Problem description: Please filter the data down to the lines that include the word "HashSet" and copy them.
-------- Given records --------
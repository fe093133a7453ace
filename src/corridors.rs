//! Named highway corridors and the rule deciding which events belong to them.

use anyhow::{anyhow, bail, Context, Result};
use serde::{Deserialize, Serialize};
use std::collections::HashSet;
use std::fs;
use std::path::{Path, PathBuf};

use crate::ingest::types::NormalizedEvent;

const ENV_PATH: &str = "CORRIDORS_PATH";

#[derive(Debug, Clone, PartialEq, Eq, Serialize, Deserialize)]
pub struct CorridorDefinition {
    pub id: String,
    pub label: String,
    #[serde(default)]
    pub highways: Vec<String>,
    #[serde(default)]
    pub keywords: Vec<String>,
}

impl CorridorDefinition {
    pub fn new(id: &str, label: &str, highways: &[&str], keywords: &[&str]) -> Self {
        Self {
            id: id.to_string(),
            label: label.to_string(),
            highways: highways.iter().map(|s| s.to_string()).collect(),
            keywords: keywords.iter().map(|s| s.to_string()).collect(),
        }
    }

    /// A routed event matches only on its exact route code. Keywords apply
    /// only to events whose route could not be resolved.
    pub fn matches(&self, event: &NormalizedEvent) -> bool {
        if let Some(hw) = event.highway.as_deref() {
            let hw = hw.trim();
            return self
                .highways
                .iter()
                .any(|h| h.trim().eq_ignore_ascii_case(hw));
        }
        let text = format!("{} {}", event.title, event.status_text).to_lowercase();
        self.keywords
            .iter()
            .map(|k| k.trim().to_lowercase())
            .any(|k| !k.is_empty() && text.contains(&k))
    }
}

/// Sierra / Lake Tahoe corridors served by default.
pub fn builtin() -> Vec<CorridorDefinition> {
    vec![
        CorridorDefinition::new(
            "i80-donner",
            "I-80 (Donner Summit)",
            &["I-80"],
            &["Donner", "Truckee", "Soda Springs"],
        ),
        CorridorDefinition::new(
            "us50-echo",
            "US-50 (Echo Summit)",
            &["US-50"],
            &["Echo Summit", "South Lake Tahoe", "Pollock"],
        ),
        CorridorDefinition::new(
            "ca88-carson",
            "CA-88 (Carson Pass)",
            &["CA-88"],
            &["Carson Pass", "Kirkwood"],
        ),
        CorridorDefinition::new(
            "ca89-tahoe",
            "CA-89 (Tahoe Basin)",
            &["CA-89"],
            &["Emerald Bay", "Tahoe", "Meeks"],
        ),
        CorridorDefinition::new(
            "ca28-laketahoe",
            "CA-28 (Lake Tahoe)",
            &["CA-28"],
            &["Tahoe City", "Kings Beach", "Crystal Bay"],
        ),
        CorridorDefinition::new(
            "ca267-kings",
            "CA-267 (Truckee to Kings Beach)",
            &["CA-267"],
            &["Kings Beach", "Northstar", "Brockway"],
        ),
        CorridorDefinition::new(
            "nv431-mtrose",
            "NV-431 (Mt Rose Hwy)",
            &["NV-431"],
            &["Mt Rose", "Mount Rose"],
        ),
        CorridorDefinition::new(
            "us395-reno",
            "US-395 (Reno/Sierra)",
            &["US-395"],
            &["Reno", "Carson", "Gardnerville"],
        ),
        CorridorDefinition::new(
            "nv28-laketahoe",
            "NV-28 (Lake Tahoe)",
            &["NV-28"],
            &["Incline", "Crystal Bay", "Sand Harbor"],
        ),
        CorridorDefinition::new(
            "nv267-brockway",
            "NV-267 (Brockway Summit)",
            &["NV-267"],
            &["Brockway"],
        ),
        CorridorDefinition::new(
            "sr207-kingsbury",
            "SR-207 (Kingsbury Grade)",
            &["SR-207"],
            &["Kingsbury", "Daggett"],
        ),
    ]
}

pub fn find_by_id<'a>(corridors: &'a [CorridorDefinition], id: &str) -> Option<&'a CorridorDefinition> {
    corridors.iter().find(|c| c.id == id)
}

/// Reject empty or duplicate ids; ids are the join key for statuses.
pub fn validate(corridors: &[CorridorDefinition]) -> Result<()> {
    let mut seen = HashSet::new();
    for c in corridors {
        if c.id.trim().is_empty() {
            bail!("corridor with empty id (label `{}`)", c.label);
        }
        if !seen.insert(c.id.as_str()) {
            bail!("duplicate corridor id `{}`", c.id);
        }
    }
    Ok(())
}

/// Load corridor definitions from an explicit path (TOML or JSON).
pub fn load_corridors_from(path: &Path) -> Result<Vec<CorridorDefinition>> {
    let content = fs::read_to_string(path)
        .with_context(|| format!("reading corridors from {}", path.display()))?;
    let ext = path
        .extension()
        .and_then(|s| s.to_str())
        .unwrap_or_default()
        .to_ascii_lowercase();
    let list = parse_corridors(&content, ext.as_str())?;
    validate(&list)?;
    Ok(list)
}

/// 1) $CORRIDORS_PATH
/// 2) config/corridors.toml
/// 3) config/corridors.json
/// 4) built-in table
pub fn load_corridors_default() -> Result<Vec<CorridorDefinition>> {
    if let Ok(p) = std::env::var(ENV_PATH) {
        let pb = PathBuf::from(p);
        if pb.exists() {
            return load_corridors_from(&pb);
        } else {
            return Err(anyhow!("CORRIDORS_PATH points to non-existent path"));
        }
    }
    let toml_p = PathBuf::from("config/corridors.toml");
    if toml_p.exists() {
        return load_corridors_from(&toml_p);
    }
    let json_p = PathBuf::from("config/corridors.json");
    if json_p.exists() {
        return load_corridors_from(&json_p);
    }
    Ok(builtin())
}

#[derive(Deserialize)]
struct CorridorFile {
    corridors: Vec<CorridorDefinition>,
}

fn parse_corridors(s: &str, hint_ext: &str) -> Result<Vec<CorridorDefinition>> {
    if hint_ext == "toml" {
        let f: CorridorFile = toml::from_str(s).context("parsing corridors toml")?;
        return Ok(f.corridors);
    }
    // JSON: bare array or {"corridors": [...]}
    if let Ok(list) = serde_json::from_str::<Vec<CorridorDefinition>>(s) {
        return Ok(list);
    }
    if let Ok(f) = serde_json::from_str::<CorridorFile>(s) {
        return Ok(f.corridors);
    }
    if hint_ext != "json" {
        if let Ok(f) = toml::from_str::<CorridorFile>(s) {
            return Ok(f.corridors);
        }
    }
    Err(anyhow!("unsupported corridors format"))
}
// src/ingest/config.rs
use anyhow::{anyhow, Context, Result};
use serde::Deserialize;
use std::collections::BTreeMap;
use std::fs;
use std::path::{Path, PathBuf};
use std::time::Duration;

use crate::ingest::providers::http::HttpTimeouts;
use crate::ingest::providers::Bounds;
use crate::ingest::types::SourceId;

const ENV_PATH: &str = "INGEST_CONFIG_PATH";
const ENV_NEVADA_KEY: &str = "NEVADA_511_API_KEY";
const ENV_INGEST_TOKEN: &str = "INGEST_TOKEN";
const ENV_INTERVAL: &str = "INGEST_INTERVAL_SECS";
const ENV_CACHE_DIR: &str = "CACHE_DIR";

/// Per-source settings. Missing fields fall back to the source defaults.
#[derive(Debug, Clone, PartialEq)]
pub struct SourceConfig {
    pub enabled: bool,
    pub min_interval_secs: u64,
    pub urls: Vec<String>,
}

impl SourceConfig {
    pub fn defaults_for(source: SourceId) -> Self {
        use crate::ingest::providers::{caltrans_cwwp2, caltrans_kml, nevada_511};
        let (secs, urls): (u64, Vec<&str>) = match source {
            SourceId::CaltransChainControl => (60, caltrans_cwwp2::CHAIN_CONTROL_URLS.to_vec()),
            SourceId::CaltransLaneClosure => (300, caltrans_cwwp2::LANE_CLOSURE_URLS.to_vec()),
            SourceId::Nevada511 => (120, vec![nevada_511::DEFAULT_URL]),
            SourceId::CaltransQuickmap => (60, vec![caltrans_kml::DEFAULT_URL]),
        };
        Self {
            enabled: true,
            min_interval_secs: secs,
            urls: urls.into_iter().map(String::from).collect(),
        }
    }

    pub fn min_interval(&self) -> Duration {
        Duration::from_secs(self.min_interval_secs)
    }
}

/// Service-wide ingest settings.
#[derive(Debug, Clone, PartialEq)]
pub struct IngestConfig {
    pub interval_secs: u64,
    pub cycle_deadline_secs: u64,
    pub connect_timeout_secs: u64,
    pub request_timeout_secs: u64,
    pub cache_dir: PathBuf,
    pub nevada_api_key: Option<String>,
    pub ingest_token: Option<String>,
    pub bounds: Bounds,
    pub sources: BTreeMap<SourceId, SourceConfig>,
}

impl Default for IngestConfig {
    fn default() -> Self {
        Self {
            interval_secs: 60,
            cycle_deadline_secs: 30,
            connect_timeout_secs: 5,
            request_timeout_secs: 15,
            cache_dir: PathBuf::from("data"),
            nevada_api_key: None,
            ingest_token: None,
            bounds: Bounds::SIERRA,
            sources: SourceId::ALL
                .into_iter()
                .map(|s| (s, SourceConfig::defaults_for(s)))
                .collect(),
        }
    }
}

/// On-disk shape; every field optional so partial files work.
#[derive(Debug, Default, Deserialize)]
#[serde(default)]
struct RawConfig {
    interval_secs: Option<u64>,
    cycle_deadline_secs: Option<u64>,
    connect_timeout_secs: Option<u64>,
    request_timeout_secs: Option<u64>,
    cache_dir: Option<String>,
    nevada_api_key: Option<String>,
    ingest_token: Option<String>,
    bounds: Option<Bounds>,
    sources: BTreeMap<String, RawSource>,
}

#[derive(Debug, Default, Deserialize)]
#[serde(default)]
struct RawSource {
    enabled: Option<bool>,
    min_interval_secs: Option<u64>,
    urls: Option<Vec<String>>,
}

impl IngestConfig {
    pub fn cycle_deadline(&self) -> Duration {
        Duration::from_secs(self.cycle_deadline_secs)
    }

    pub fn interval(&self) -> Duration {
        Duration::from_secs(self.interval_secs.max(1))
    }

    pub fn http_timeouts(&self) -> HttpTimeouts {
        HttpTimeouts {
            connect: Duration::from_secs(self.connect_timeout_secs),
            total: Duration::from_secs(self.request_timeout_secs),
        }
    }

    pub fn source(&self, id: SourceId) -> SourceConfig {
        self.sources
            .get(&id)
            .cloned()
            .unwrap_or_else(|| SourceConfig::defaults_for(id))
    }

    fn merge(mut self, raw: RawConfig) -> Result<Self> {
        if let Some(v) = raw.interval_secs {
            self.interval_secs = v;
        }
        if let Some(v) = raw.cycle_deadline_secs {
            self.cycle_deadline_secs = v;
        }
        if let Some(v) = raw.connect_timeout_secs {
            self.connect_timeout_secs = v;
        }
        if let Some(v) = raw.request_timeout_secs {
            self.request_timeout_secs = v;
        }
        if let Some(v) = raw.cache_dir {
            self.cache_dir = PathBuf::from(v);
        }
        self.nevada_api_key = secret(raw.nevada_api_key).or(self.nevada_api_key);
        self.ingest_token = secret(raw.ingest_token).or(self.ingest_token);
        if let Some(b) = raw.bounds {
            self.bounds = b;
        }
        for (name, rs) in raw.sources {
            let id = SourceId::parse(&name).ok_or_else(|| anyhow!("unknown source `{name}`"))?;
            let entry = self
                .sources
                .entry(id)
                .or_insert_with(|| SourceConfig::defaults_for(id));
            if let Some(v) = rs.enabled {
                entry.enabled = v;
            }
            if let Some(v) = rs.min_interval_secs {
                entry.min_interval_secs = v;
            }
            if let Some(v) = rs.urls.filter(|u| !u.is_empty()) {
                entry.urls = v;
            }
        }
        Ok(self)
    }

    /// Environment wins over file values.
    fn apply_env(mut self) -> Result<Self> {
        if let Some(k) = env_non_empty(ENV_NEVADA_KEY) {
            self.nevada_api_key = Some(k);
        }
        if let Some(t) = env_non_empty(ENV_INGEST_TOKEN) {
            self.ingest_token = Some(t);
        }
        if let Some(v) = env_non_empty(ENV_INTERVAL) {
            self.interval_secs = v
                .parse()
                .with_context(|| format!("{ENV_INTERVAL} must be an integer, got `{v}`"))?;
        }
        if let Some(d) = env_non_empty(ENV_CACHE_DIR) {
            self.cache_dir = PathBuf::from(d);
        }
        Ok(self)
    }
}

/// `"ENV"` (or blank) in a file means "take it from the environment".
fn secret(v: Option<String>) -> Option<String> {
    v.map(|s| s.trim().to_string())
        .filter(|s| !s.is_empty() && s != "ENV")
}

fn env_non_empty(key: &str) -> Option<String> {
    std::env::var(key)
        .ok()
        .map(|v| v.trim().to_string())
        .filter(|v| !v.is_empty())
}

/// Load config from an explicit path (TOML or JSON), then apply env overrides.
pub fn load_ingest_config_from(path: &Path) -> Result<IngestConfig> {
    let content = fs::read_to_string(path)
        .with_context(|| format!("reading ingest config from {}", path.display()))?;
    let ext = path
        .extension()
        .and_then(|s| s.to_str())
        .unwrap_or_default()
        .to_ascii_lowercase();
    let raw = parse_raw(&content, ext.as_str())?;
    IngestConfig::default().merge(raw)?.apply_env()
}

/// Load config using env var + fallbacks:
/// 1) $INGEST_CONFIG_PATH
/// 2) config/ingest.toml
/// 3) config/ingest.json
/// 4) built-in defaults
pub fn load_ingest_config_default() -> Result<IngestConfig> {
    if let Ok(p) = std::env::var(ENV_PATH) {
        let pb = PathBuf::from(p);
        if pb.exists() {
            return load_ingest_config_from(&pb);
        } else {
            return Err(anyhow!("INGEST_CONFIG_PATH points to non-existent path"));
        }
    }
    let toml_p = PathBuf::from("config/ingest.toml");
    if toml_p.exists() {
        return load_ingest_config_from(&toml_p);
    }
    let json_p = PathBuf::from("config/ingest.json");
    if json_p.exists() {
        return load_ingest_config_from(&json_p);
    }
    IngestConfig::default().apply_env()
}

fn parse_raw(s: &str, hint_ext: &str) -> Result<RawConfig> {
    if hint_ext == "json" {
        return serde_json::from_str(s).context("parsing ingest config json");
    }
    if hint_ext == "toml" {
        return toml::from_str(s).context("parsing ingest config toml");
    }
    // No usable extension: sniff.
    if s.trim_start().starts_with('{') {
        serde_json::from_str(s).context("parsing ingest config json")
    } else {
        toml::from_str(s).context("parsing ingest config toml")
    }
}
--------
Answer to this task:
use std::collections::HashSet;
    let mut seen = HashSet::new();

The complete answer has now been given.